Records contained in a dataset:
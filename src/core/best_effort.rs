//! Results of steps that are allowed to fail.

/// Outcome of a best-effort step: an optional value plus soft diagnostics.
///
/// A missing value is never a pipeline failure. Callers fold the warnings
/// into the target's [`BuildResult`](crate::core::BuildResult).
#[derive(Debug, Clone, PartialEq, Eq)]
pub struct BestEffort<T> {
    pub value: Option<T>,
    pub warnings: Vec<String>,
}

impl<T> BestEffort<T> {
    pub fn ok(value: T) -> Self {
        BestEffort {
            value: Some(value),
            warnings: Vec::new(),
        }
    }

    /// Nothing produced, nothing to report (e.g. the step was not requested).
    pub fn absent() -> Self {
        BestEffort {
            value: None,
            warnings: Vec::new(),
        }
    }

    /// Nothing produced, with the reason.
    pub fn failed(warning: impl Into<String>) -> Self {
        BestEffort {
            value: None,
            warnings: vec![warning.into()],
        }
    }

    pub fn with_warning(mut self, warning: impl Into<String>) -> Self {
        self.warnings.push(warning.into());
        self
    }

    pub fn is_present(&self) -> bool {
        self.value.is_some()
    }

    pub fn into_parts(self) -> (Option<T>, Vec<String>) {
        (self.value, self.warnings)
    }
}

impl<T> Default for BestEffort<T> {
    fn default() -> Self {
        Self::absent()
    }
}
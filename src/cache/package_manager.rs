//! OS package manager integration.

use std::path::PathBuf;
use std::time::Duration;

use anyhow::Result;

use crate::core::profile::TargetId;
use crate::util::cancel::CancelToken;
use crate::util::fs::ensure_dir;
use crate::util::process::ProcessBuilder;

/// One install call, with the package manager's caches redirected into the
/// target's own dependency directory.
#[derive(Debug, Clone)]
pub struct InstallRequest {
    pub target: TargetId,
    pub packages: Vec<String>,
    pub archives_dir: PathBuf,
    pub lists_dir: PathBuf,
}

/// Installs packages. Must be idempotent: installing what is already
/// installed succeeds.
pub trait PackageManager: Send + Sync {
    fn install(&self, request: &InstallRequest) -> Result<()>;
}

/// `apt-get` on Debian-family build hosts.
#[derive(Debug, Clone)]
pub struct AptGet {
    update_index: bool,
    timeout: Duration,
    cancel: CancelToken,
}

impl AptGet {
    pub fn new(update_index: bool, timeout: Duration, cancel: CancelToken) -> Self {
        AptGet {
            update_index,
            timeout,
            cancel,
        }
    }

    fn command(&self, request: &InstallRequest) -> ProcessBuilder {
        ProcessBuilder::new("apt-get")
            .arg("-o")
            .arg(format!("Dir::Cache::Archives={}", request.archives_dir.display()))
            .arg("-o")
            .arg(format!("Dir::State::Lists={}", request.lists_dir.display()))
            .arg("-o")
            .arg("DPkg::Lock::Timeout=600")
            .env("DEBIAN_FRONTEND", "noninteractive")
            .timeout(self.timeout)
            .cancel_on(&self.cancel)
    }
}

impl PackageManager for AptGet {
    fn install(&self, request: &InstallRequest) -> Result<()> {
        if request.packages.is_empty() {
            tracing::debug!("no packages to install");
            return Ok(());
        }

        // apt refuses to run without these.
        ensure_dir(&request.archives_dir.join("partial"))?;
        ensure_dir(&request.lists_dir.join("partial"))?;

        if self.update_index {
            self.command(request).arg("update").exec_and_check()?;
        }

        tracing::info!("Installing {}", request.packages.join(" "));
        self.command(request)
            .args(["install", "-y", "--no-install-recommends"])
            .args(&request.packages)
            .exec_and_check()?;
        Ok(())
    }
}
//! Pipeline event types for JSON output.
//!
//! When `fleet run --json` is used, one [`BuildEvent`] is written per line to
//! stdout as each target pipeline crosses a step boundary. Events from
//! different targets interleave; every event carries its target id.
//!
//! # Stability
//!
//! New fields may be added, but existing fields should not be removed or renamed.

use std::fmt;
use std::sync::Arc;
use std::time::Duration;

use serde::Serialize;

use crate::core::result::BuildStatus;

/// One step of a target pipeline, in execution order.
#[derive(Debug, Clone, Copy, PartialEq, Eq, Serialize)]
#[serde(rename_all = "kebab-case")]
pub enum Step {
    Resolve,
    Restore,
    Install,
    Persist,
    Configure,
    Build,
    Package,
    Verify,
    Publish,
}

impl Step {
    pub fn as_str(&self) -> &'static str {
        match self {
            Step::Resolve => "resolve",
            Step::Restore => "restore",
            Step::Install => "install",
            Step::Persist => "persist",
            Step::Configure => "configure",
            Step::Build => "build",
            Step::Package => "package",
            Step::Verify => "verify",
            Step::Publish => "publish",
        }
    }
}

impl fmt::Display for Step {
    fn fmt(&self, f: &mut fmt::Formatter<'_>) -> fmt::Result {
        f.write_str(self.as_str())
    }
}

/// An event emitted by a target pipeline.
///
/// Each event is serialized as a single JSON object per line.
#[derive(Debug, Clone, Serialize)]
#[serde(tag = "reason")]
pub enum BuildEvent {
    #[serde(rename = "target-started")]
    TargetStarted { target: String, display_name: String },

    #[serde(rename = "step-started")]
    StepStarted { target: String, step: Step },

    #[serde(rename = "step-finished")]
    StepFinished {
        target: String,
        step: Step,
        success: bool,
        duration_ms: u64,
    },

    /// A soft diagnostic that does not change the target's status.
    #[serde(rename = "warning")]
    Warning { target: String, message: String },

    #[serde(rename = "target-finished")]
    TargetFinished {
        target: String,
        status: BuildStatus,
        duration_ms: u64,
    },
}

impl BuildEvent {
    pub fn step_started(target: impl Into<String>, step: Step) -> Self {
        BuildEvent::StepStarted {
            target: target.into(),
            step,
        }
    }

    pub fn step_finished(
        target: impl Into<String>,
        step: Step,
        success: bool,
        duration_ms: u64,
    ) -> Self {
        BuildEvent::StepFinished {
            target: target.into(),
            step,
            success,
            duration_ms,
        }
    }

    pub fn warning(target: impl Into<String>, message: impl Into<String>) -> Self {
        BuildEvent::Warning {
            target: target.into(),
            message: message.into(),
        }
    }

    /// Serialize this event to a JSON string.
    pub fn to_json(&self) -> String {
        serde_json::to_string(self).unwrap_or_default()
    }
}

/// Callback receiving pipeline events. Called from pipeline worker threads.
pub type EventSink = Arc<dyn Fn(&BuildEvent) + Send + Sync>;

/// Emits events for one target, if anyone is listening.
#[derive(Clone, Default)]
pub struct StepReporter {
    target: String,
    sink: Option<EventSink>,
}

impl StepReporter {
    pub fn new(target: impl Into<String>, sink: Option<EventSink>) -> Self {
        StepReporter {
            target: target.into(),
            sink,
        }
    }

    pub fn emit(&self, event: BuildEvent) {
        if let Some(sink) = &self.sink {
            sink(&event);
        }
    }

    pub fn started(&self, step: Step) {
        tracing::info!("{}", step);
        self.emit(BuildEvent::step_started(self.target.clone(), step));
    }

    pub fn finished(&self, step: Step, success: bool, duration: Duration) {
        self.emit(BuildEvent::step_finished(
            self.target.clone(),
            step,
            success,
            duration.as_millis() as u64,
        ));
    }

    /// Log a soft diagnostic and forward it as an event.
    pub fn warning(&self, message: &str) {
        tracing::warn!("{}", message);
        self.emit(BuildEvent::warning(self.target.clone(), message));
    }
}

TASK BRIEF: Report each line above that includes the string "join".

WRITTEN REPLY:
        ensure_dir(&request.archives_dir.join("partial"))?;
        ensure_dir(&request.lists_dir.join("partial"))?;
        tracing::info!("Installing {}", request.packages.join(" "));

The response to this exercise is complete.